● ASSIGNMENT:
When scanning the data, count every line with "CreatePaymentRequest" in it, and report only the resulting number.
(Beginning of DATA EXCERPTS)
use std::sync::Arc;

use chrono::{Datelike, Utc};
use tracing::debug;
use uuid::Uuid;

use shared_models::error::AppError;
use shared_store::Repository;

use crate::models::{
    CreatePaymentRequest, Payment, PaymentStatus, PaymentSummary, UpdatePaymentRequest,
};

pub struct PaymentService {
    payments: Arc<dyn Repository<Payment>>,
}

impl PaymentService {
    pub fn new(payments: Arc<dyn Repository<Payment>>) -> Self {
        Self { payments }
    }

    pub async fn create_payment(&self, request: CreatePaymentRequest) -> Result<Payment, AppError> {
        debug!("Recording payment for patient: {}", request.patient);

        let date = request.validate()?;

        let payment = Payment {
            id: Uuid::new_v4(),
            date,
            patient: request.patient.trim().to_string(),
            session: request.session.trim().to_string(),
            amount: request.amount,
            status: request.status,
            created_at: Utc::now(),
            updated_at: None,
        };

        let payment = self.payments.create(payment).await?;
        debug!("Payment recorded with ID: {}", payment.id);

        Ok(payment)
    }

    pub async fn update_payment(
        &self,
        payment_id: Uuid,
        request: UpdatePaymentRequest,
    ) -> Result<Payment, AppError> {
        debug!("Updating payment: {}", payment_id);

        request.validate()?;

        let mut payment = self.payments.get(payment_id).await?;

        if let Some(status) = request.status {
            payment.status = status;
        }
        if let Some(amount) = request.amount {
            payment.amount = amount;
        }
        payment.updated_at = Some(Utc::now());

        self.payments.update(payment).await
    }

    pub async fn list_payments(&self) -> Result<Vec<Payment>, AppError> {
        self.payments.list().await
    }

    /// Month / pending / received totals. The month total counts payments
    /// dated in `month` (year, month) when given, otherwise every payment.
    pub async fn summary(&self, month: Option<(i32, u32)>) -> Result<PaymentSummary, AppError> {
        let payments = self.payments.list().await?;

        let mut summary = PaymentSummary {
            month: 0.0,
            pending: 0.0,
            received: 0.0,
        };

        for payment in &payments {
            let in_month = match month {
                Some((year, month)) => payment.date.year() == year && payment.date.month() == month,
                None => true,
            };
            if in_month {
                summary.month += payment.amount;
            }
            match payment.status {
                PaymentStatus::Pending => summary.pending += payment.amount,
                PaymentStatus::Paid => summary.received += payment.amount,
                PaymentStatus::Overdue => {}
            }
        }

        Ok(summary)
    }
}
(End of DATA EXCERPTS)
● SOLUTION TO THE EXERCISE:
2